El insoportable hedor del machismo cotidiano
El machismo zafio instalado en el éxito de Risto Mejide y Pablo Motos, las dos perlas recientes de la hombría renovada en España, solo es la punta del iceberg de una cultura bien asentada en el inconsciente colectivo, extremadamente difícil de erradicar de cuajo porque hunde sus raíces en una conducta atávica y tradicional que viene de muy lejos, formando un tejido subliminal en la inmensa mayoría: es la normalidad frente a la excepción de la igualdad y el respeto mutuo de género.
Mejide y Motos conectan con ese humus ramplón de excitación machista a flor de piel de modo inmediato. Las defensas de la mujer vejada en directo, inmersa en un ambiente televisivo distendido y superficial, están disminuidas psicológicamente: el contexto trivial no permite rebeldía crítica ante una afición dispuesta a la chanza y el escarnio de la víctima por parte de la estrella impoluta y divina del presentador de turno que solo busca avivar lo espectacular con el fin de conseguir más audiencia a costa de lo que sea, si es una mujer o un transexual o un travesti o una persona ignorante o un friki, mejor aún. La diferencia tratada a la ligera como mera mercancía de usar y tirar.
No hay más que ver la publicidad para darse cuenta con fidelidad que la mujer sigue siendo un objeto de consumo, un señuelo simbólico de sustitución onírica para vender cualquier producto, a veces mediante historias blandas presuntamente correctas y otras a lo bruto, mostrando su cuerpo como único argumento de su ser.
Mucho ha avanzado el feminismo, sin embargo desterrar las ideas más retrogradas en la convivencia pública y privada diaria resulta un empeño de titanes. A pesar de los mensajes por la igualdad, el sistema continúa propagando una imagen de la mujer sujeta a estereotipos: esa fémina con aditamentos posmodernos bien diseñados crea un estilo de hombre cazador, nuevo en su apariencia, de líneas más sutiles y difusas, pero en definitiva lo que se prima es un binomio guapa mas inteligente-viril pero empático anclado en perspectivas y sustancia clásicas.
La hipersexualización de los ámbitos más recónditos de la vida cotidiana es una jaula donde los ingredientes de siempre exacerban las sublimaciones dictadas por lo políticamente asumible. Jugamos en la piel de lo correcto, dejando dentro el tarro de las esencias reprimidas por la conveniencia y el oportunismo social.

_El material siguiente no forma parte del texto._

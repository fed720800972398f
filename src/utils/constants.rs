use crate::utils;

/// Elements a leaf may hold before it is split.
pub const DEFAULT_MAX_ELEMENTS_PER_LEAF: usize = 16;

/// Depth at which cells stop subdividing, even when overcrowded.
pub const DEFAULT_MAX_DEPTH: usize = 50;

/// Barnes-Hut size/distance ratio below which a subtree is treated as one mass.
pub const DEFAULT_THETA: f64 = 0.5;

pub const DEFAULT_QUADTREE_CONFIG: utils::QuadTreeConfig = utils::QuadTreeConfig {
    max_elements_per_leaf: DEFAULT_MAX_ELEMENTS_PER_LEAF,
    max_depth: DEFAULT_MAX_DEPTH,
};

pub const DEFAULT_LAYOUT_CONFIG: utils::LayoutConfig = utils::LayoutConfig {
    charge: 128.0,
    force_constant: 0.15,
    spring_constant: 0.35,
    spring_length: 20.0,
    max_raw_force: 40.0,
    time_step: 1.0,
    damping: 0.5,
    theta: DEFAULT_THETA,
    tree: DEFAULT_QUADTREE_CONFIG,
};
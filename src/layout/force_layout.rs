//! A force-directed graph layout driven by the quadtree and the Barnes-Hut
//! evaluator.
//!
//! Every vertex repels every other vertex with a Coulomb law evaluated through
//! [`BarnesHut`], and every edge pulls its endpoints together with a Hooke
//! spring. Each step integrates velocities with explicit Euler, damps them,
//! moves the vertices (clamped into the universe) and relocates them in the
//! index, so the tree's counts and gravity centers always describe the
//! current layout.
//!
//! # Example
//!
//! ```
//! use rs_quadtree::layout::ForceLayout;
//! use rs_quadtree::models::Point;
//! use rs_quadtree::utils::LayoutConfig;
//!
//! let mut layout = ForceLayout::new(LayoutConfig::default(), Point::new(0.0, 0.0), 1000.0, 1000.0)
//!     .expect("Failed to create layout");
//!
//! let a = layout.add_vertex(Point::new(-1.0, 0.0)).unwrap();
//! let b = layout.add_vertex(Point::new(1.0, 0.0)).unwrap();
//! layout.add_edge(a, b).unwrap();
//!
//! layout.simulate(200).expect("Simulation failed");
//!
//! // Repulsion and the spring settle the pair apart from each other.
//! let distance = layout.position(a).unwrap().distance(&layout.position(b).unwrap());
//! assert!(distance > 2.0);
//! ```
use log::{debug, trace};
use crate::forces::{BarnesHut, CoulombRepulsion, ForceLaw, ForceQuery, HookeSpring};
use crate::index::QuadTree;
use crate::models::Point;
use crate::utils::{LayoutConfig, QuadTreeError};

/// Unit mass of a single vertex; an approximated group weighs its size.
const VERTEX_MASS: f64 = 1.0;

#[derive(Debug, Clone, Copy, PartialEq)]
struct Vertex {
    position: Point,
    velocity: Point,
}

/// A graph being laid out in a rectangular universe.
///
/// Vertex ids are indices handed out by [`ForceLayout::add_vertex`]; an id
/// is never reused after its vertex is removed.
#[derive(Debug, Clone)]
pub struct ForceLayout {
    config: LayoutConfig,
    barnes_hut: BarnesHut,
    repulsion: CoulombRepulsion,
    spring: HookeSpring,
    tree: QuadTree<usize>,
    vertices: Vec<Option<Vertex>>,
    edges: Vec<(usize, usize)>,
}

impl ForceLayout {
    /// Creates an empty layout over the rectangle centered at `center`.
    ///
    /// # Errors
    ///
    /// Returns the validation error of `config` or of the universe
    /// rectangle.
    pub fn new(config: LayoutConfig, center: Point, width: f64, height: f64) -> Result<Self, QuadTreeError> {
        config.validate()?;
        let tree = QuadTree::with_config(config.tree, center, width, height, 0)?;
        Ok(ForceLayout {
            barnes_hut: BarnesHut::new(config.theta)?,
            repulsion: CoulombRepulsion::from(&config),
            spring: HookeSpring::from(&config),
            config,
            tree,
            vertices: Vec::new(),
            edges: Vec::new(),
        })
    }

    /// Adds a resting vertex at `position` and returns its id.
    ///
    /// # Errors
    ///
    /// Returns `OutOfBounds` if `position` lies outside the universe.
    pub fn add_vertex(&mut self, position: Point) -> Result<usize, QuadTreeError> {
        let id = self.vertices.len();
        if !self.tree.insert(position, id) {
            return Err(QuadTreeError::OutOfBounds);
        }
        self.vertices.push(Some(Vertex { position, velocity: Point::ORIGIN }));
        Ok(id)
    }

    /// Removes a vertex together with its edges.
    pub fn remove_vertex(&mut self, id: usize) -> Result<(), QuadTreeError> {
        let vertex = self.vertex(id)?;
        if !self.tree.remove(&vertex.position, &id) {
            return Err(QuadTreeError::CalculationError(format!(
                "vertex {} missing from the index at {}",
                id, vertex.position
            )));
        }
        self.vertices[id] = None;
        self.edges.retain(|&(a, b)| a != id && b != id);
        Ok(())
    }

    /// Connects two vertices with a spring.
    ///
    /// # Errors
    ///
    /// Returns `UnknownVertex` if either end does not exist.
    pub fn add_edge(&mut self, a: usize, b: usize) -> Result<(), QuadTreeError> {
        self.vertex(a)?;
        self.vertex(b)?;
        self.edges.push((a, b));
        Ok(())
    }

    /// Advances the layout by one time step.
    ///
    /// # Errors
    ///
    /// Returns a `CalculationError` if a vertex ends up at a non-finite
    /// position or is not stored in the index where the layout left it.
    pub fn step(&mut self) -> Result<(), QuadTreeError> {
        let queries: Vec<ForceQuery<usize>> = self
            .vertices
            .iter()
            .enumerate()
            .filter_map(|(id, slot)| {
                slot.map(|vertex| ForceQuery { object: id, point: vertex.position, mass: VERTEX_MASS })
            })
            .collect();

        let mut forces = vec![Point::ORIGIN; self.vertices.len()];
        let repulsion = self.barnes_hut.approximate_forces(&queries, &self.tree, &self.repulsion);
        for (query, force) in queries.iter().zip(repulsion) {
            forces[query.object] = force;
        }

        for &(a, b) in &self.edges {
            let (position_a, position_b) = (self.vertex(a)?.position, self.vertex(b)?.position);
            let pull = self.spring.force(position_a, VERTEX_MASS, position_b, VERTEX_MASS);
            forces[a] += pull;
            forces[b] -= pull;
        }

        let dt = self.config.time_step;
        let mut moved = 0;
        for (id, slot) in self.vertices.iter_mut().enumerate() {
            let Some(vertex) = slot else {
                continue;
            };
            vertex.velocity += forces[id] * dt;
            vertex.velocity = vertex.velocity * self.config.damping;

            let target = vertex.position + vertex.velocity * dt;
            if !target.is_finite() {
                return Err(QuadTreeError::CalculationError(format!(
                    "vertex {} moved to a non-finite position",
                    id
                )));
            }
            let target = clamp_into(&self.tree, target);
            if target == vertex.position {
                continue;
            }
            if !self.tree.update(vertex.position, target, id, false) {
                return Err(QuadTreeError::CalculationError(format!(
                    "failed to move vertex {} from {} to {}",
                    id, vertex.position, target
                )));
            }
            trace!("vertex {} moved from {} to {}", id, vertex.position, target);
            vertex.position = target;
            moved += 1;
        }

        debug!(
            "layout step: {} vertices, {} edges, {} moved, kinetic energy {:.3}",
            queries.len(),
            self.edges.len(),
            moved,
            self.kinetic_energy()
        );
        Ok(())
    }

    /// Runs `steps` consecutive steps, stopping at the first error.
    pub fn simulate(&mut self, steps: usize) -> Result<(), QuadTreeError> {
        for _ in 0..steps {
            self.step()?;
        }
        Ok(())
    }

    pub fn position(&self, id: usize) -> Result<Point, QuadTreeError> {
        self.vertex(id).map(|vertex| vertex.position)
    }

    pub fn velocity(&self, id: usize) -> Result<Point, QuadTreeError> {
        self.vertex(id).map(|vertex| vertex.velocity)
    }

    /// `(id, position)` of every live vertex, by increasing id.
    pub fn positions(&self) -> Vec<(usize, Point)> {
        self.vertices
            .iter()
            .enumerate()
            .filter_map(|(id, slot)| slot.map(|vertex| (id, vertex.position)))
            .collect()
    }

    /// Sum of `½·m·|v|²` over the live vertices.
    pub fn kinetic_energy(&self) -> f64 {
        self.vertices
            .iter()
            .flatten()
            .map(|vertex| 0.5 * VERTEX_MASS * vertex.velocity.norm_squared())
            .sum()
    }

    pub fn vertex_count(&self) -> usize {
        self.tree.len()
    }

    pub fn edge_count(&self) -> usize {
        self.edges.len()
    }

    pub fn edges(&self) -> &[(usize, usize)] {
        &self.edges
    }

    pub fn config(&self) -> &LayoutConfig {
        &self.config
    }

    /// The index holding the current vertex positions.
    pub fn tree(&self) -> &QuadTree<usize> {
        &self.tree
    }

    #[cfg(test)]
    pub(crate) fn tree_mut(&mut self) -> &mut QuadTree<usize> {
        &mut self.tree
    }

    fn vertex(&self, id: usize) -> Result<Vertex, QuadTreeError> {
        self.vertices
            .get(id)
            .copied()
            .flatten()
            .ok_or(QuadTreeError::UnknownVertex(id))
    }
}

/// Clamps `point` into the rectangle covered by `tree`.
fn clamp_into(tree: &QuadTree<usize>, point: Point) -> Point {
    let center = tree.center();
    let (half_width, half_height) = (tree.width() / 2.0, tree.height() / 2.0);
    Point::new(
        point.x.clamp(center.x - half_width, center.x + half_width),
        point.y.clamp(center.y - half_height, center.y + half_height),
    )
}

Ni el machismo ni la violencia de género ni la desigualdad desaparecerán así de repente. Están inscritos en nuestros genes culturales a niveles muy profundos de la conciencia colectiva. Los protagonistas e iconos de la vida pública siguen siendo hombres por una abrumadora mayoría: políticos, deportistas, periodistas, economistas, juristas, actores, científicos, cantantes, presentadores de televisión, policías… Si miran la pantalla mediática con atención, el rol de la mujer es secundario: acompañante, antagonista, portavoz, viceloquesea, madre-profesional, la guinda bella de cualquier fiesta o pastel.
Por mucho que se diga, el tacón y la corbata son signos de géneros históricos no intercambiables. En esas rugosidades simbólicas de la mente no se admiten términos medios ni mezclas heterogéneas. Mujer con tacón es correcto; hombre subido a los tacones, maricón. Mujer que se atreve con una corbata: lesbianismo sin más, sospecha estética u osadía artística; hombre con corbata: el poder de lo que de debe ser.
Todas las referidas son imágenes automáticas que, en ocasiones, atizadas por contextos e impulsos emocionales dan paso a actitudes machistas espontáneas o, en la peor de las situaciones, a asesinatos machistas sin vuelta atrás. Y una cosa puede llevar a la otra. Un chiste machista puede ser la antesala de violencias mayores.